Re: Inconsistencies in our approach
On Sun, Aug 03, 2003 at 05:12:55PM -0400, Nathanael Nerode wrote:
> John Goerzen wrote:
> > 1. Would removing the manual for Emacs, libc, or other important GNU
> > software benefit our users?
> Yep. I'm very unhappy with having non-free software (and software means
> 0s and 1s -- so nearly everything Debian distributes except the
> physical CDs) in Debian; as a user, I chose Debian at least partly for
> the Social Contract, which this violates.

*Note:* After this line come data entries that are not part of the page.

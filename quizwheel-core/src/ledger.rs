//! Per-identifier spin ledger and its storage contract.
use chrono::NaiveDate;
use serde::{Deserialize, Serialize};
use std::collections::HashMap;
use std::sync::Mutex;

use crate::error::StorageError;
use crate::identifier::Identifier;

/// Durable spin record for one identifier.
#[derive(Debug, Clone, PartialEq, Eq, Serialize, Deserialize)]
#[serde(rename_all = "camelCase")]
pub struct SpinLedgerEntry {
    pub identifier: String,
    pub last_spin_date: NaiveDate,
    pub total_spins: u64,
    /// Never exceeds `total_spins`.
    pub total_wins: u64,
}

impl SpinLedgerEntry {
    /// Entry written by an identifier's first committed spin.
    #[must_use]
    pub fn first_spin(identifier: &Identifier, today: NaiveDate, won: bool) -> Self {
        Self {
            identifier: identifier.as_str().to_string(),
            last_spin_date: today,
            total_spins: 1,
            total_wins: u64::from(won),
        }
    }

    /// Whether a spin has already been committed on `today` (or later).
    #[must_use]
    pub fn spun_on_or_after(&self, today: NaiveDate) -> bool {
        self.last_spin_date >= today
    }

    /// Apply one committed spin in place.
    pub fn record_spin(&mut self, today: NaiveDate, won: bool) {
        self.last_spin_date = today;
        self.total_spins += 1;
        self.total_wins += u64::from(won);
    }
}

/// Result of a guarded upsert.
#[derive(Debug, Clone, PartialEq, Eq)]
pub enum SpinCommit {
    /// The spin was recorded; carries the post-commit entry.
    Committed(SpinLedgerEntry),
    /// The date guard refused the write; carries the untouched entry.
    AlreadySpun(SpinLedgerEntry),
}

/// Storage of record for spin ledgers.
///
/// `upsert_spin` must evaluate the date guard and apply the write as one
/// indivisible step with respect to other calls for the same identifier.
pub trait LedgerStore: Send + Sync {
    /// Fetch the entry for `identifier`, if any.
    ///
    /// # Errors
    ///
    /// Returns a `StorageError` when the backing store cannot be read.
    fn get(&self, identifier: &Identifier) -> Result<Option<SpinLedgerEntry>, StorageError>;

    /// Create or increment the entry unless a spin is already recorded for `today`.
    ///
    /// # Errors
    ///
    /// Returns a `StorageError` when the backing store fails; no partial write
    /// is left behind.
    fn upsert_spin(
        &self,
        identifier: &Identifier,
        today: NaiveDate,
        won: bool,
    ) -> Result<SpinCommit, StorageError>;
}

impl<T: LedgerStore + ?Sized> LedgerStore for std::sync::Arc<T> {
    fn get(&self, identifier: &Identifier) -> Result<Option<SpinLedgerEntry>, StorageError> {
        (**self).get(identifier)
    }

    fn upsert_spin(
        &self,
        identifier: &Identifier,
        today: NaiveDate,
        won: bool,
    ) -> Result<SpinCommit, StorageError> {
        (**self).upsert_spin(identifier, today, won)
    }
}

/// In-process ledger; the map lock is held across the read-check-write.
#[derive(Debug, Default)]
pub struct MemoryLedger {
    entries: Mutex<HashMap<String, SpinLedgerEntry>>,
}

impl MemoryLedger {
    #[must_use]
    pub fn new() -> Self {
        Self::default()
    }

    /// Number of identifiers that have ever spun.
    ///
    /// # Errors
    ///
    /// Returns `StorageError::Poisoned` if a writer panicked while holding the lock.
    pub fn len(&self) -> Result<usize, StorageError> {
        Ok(self.entries.lock().map_err(|_| StorageError::Poisoned)?.len())
    }

    /// # Errors
    ///
    /// Returns `StorageError::Poisoned` if a writer panicked while holding the lock.
    pub fn is_empty(&self) -> Result<bool, StorageError> {
        self.len().map(|n| n == 0)
    }
}

impl LedgerStore for MemoryLedger {
    fn get(&self, identifier: &Identifier) -> Result<Option<SpinLedgerEntry>, StorageError> {
        let entries = self.entries.lock().map_err(|_| StorageError::Poisoned)?;
        Ok(entries.get(identifier.as_str()).cloned())
    }

    fn upsert_spin(
        &self,
        identifier: &Identifier,
        today: NaiveDate,
        won: bool,
    ) -> Result<SpinCommit, StorageError> {
        let mut entries = self.entries.lock().map_err(|_| StorageError::Poisoned)?;
        match entries.get_mut(identifier.as_str()) {
            Some(entry) if entry.spun_on_or_after(today) => {
                Ok(SpinCommit::AlreadySpun(entry.clone()))
            }
            Some(entry) => {
                entry.record_spin(today, won);
                Ok(SpinCommit::Committed(entry.clone()))
            }
            None => {
                let entry = SpinLedgerEntry::first_spin(identifier, today, won);
                entries.insert(entry.identifier.clone(), entry.clone());
                Ok(SpinCommit::Committed(entry))
            }
        }
    }
}
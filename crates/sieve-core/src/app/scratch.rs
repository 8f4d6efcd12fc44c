//! ScratchSpace - per-task local working directory.
//!
//! One directory per pipeline run, named `{task_id}-XXXXXX` under the configured
//! scratch root. The directory is removed when the guard is closed or dropped,
//! including when the run unwinds from a panic.
//!
//! Creation and `close()` run on the blocking pool: removing a directory that holds
//! multi-megabyte media must not stall the runtime threads serving status polls.
//! `Drop` (the panic path) removes inline.

use std::io;
use std::path::{Path, PathBuf};

use tempfile::TempDir;
use tracing::{debug, warn};

use crate::domain::TaskId;

#[derive(Debug)]
pub struct ScratchSpace {
    task_id: TaskId,
    dir: TempDir,
}

impl ScratchSpace {
    /// Create a fresh directory for `task_id` under `root` (created if absent).
    pub async fn create(root: &Path, task_id: TaskId) -> io::Result<Self> {
        let root = root.to_path_buf();
        let dir = tokio::task::spawn_blocking(move || {
            std::fs::create_dir_all(&root)?;
            tempfile::Builder::new()
                .prefix(&format!("{task_id}-"))
                .tempdir_in(&root)
        })
        .await
        .map_err(io::Error::other)??;
        debug!(task_id = %task_id, path = %dir.path().display(), "scratch space created");
        Ok(Self { task_id, dir })
    }

    pub fn path(&self) -> &Path {
        self.dir.path()
    }

    /// Path for a file inside the scratch directory.
    pub fn file(&self, name: &str) -> PathBuf {
        self.dir.path().join(name)
    }

    /// Remove the directory now and log if that fails.
    ///
    /// Dropping the guard also removes it, but silently.
    pub async fn close(self) {
        let Self { task_id, dir } = self;
        let path = dir.path().to_path_buf();
        let removed = tokio::task::spawn_blocking(move || dir.close())
            .await
            .map_err(io::Error::other)
            .and_then(|r| r);
        match removed {
            Ok(()) => debug!(task_id = %task_id, "scratch space removed"),
            Err(err) => warn!(
                task_id = %task_id,
                path = %path.display(),
                error = %err,
                "failed to remove scratch space"
            ),
        }
    }
}

#[cfg(test)]
mod tests {
    use super::*;
    use std::sync::Arc;
    use std::sync::atomic::{AtomicBool, AtomicUsize, Ordering};
    use ulid::Ulid;

    fn entries(root: &Path) -> Vec<PathBuf> {
        std::fs::read_dir(root)
            .unwrap()
            .map(|e| e.unwrap().path())
            .collect()
    }

    #[tokio::test]
    async fn directory_is_named_after_task() {
        let root = tempfile::tempdir().unwrap();
        let id = TaskId::from(Ulid::new());
        let scratch = ScratchSpace::create(root.path(), id).await.unwrap();

        let name = scratch.path().file_name().unwrap().to_string_lossy().into_owned();
        assert!(name.starts_with(&format!("{id}-")), "{name}");
        assert!(scratch.path().is_dir());
        assert_eq!(scratch.file("input.mp4"), scratch.path().join("input.mp4"));
    }

    #[tokio::test]
    async fn close_removes_contents() {
        let root = tempfile::tempdir().unwrap();
        let scratch = ScratchSpace::create(root.path(), TaskId::from(Ulid::new()))
            .await
            .unwrap();
        std::fs::write(scratch.file("a"), b"1").unwrap();
        std::fs::create_dir(scratch.file("nested")).unwrap();
        std::fs::write(scratch.file("nested/b"), b"2").unwrap();

        scratch.close().await;
        assert!(entries(root.path()).is_empty());
    }

    #[tokio::test]
    async fn drop_removes_directory() {
        let root = tempfile::tempdir().unwrap();
        {
            let scratch = ScratchSpace::create(root.path(), TaskId::from(Ulid::new()))
                .await
                .unwrap();
            std::fs::write(scratch.file("a"), b"1").unwrap();
        }
        assert!(entries(root.path()).is_empty());
    }

    #[tokio::test]
    async fn concurrent_tasks_get_distinct_directories() {
        let root = tempfile::tempdir().unwrap();
        let (a, b) = tokio::join!(
            ScratchSpace::create(root.path(), TaskId::from(Ulid::new())),
            ScratchSpace::create(root.path(), TaskId::from(Ulid::new())),
        );
        assert_ne!(a.unwrap().path(), b.unwrap().path());
    }

    #[tokio::test]
    async fn root_is_created() {
        let root = tempfile::tempdir().unwrap();
        let nested = root.path().join("x/y");
        let scratch = ScratchSpace::create(&nested, TaskId::from(Ulid::new()))
            .await
            .unwrap();
        assert!(scratch.path().starts_with(&nested));
    }

    #[tokio::test(flavor = "current_thread")]
    async fn runtime_keeps_serving_while_a_large_tree_is_removed() {
        let root = tempfile::tempdir().unwrap();
        let scratch = ScratchSpace::create(root.path(), TaskId::from(Ulid::new()))
            .await
            .unwrap();
        for i in 0..2000 {
            std::fs::write(scratch.file(&format!("frame-{i}.png")), [0u8; 512]).unwrap();
        }

        let ticks = Arc::new(AtomicUsize::new(0));
        let done = Arc::new(AtomicBool::new(false));
        let ticker = tokio::spawn({
            let ticks = ticks.clone();
            let done = done.clone();
            async move {
                while !done.load(Ordering::Acquire) {
                    ticks.fetch_add(1, Ordering::Relaxed);
                    tokio::task::yield_now().await;
                }
            }
        });

        // single runtime thread: the ticker only runs if close() yields to it
        scratch.close().await;
        done.store(true, Ordering::Release);
        ticker.await.unwrap();

        assert!(ticks.load(Ordering::Relaxed) > 0);
        assert!(entries(root.path()).is_empty());
    }
}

That's an overly-expansive view of software. You would include anything
that is digital in that description -- audio CDs, DVD movies, off-air TV
signals, books on disk, etc. I find it very hard to quantify Beethoven's
Ninth Symphony as software, even if it was recorded digitally, given that
the invention of software postdated its composition by a LONG time -- and
that the invention of software postdated early recordings by a long time as
well.
I see it as fallacious reasoning to conclude that anything that is binary is
software. If I use some sort of binary "Morse code" to send a message
manually, why is it more of software than if I use the real Morse code?
> > Would it benefit Free Software?
> Yep. It would help promote the movement to have genuninely free manuals
> for those pieces of software; manuals which could be integrated into
> programs, used as help text, freely lifted from, etc.
I agree that this is good. But how does it promote Free Software to strip
manuals from Free programs?
> I bet you thought you were asking rhetorical questions.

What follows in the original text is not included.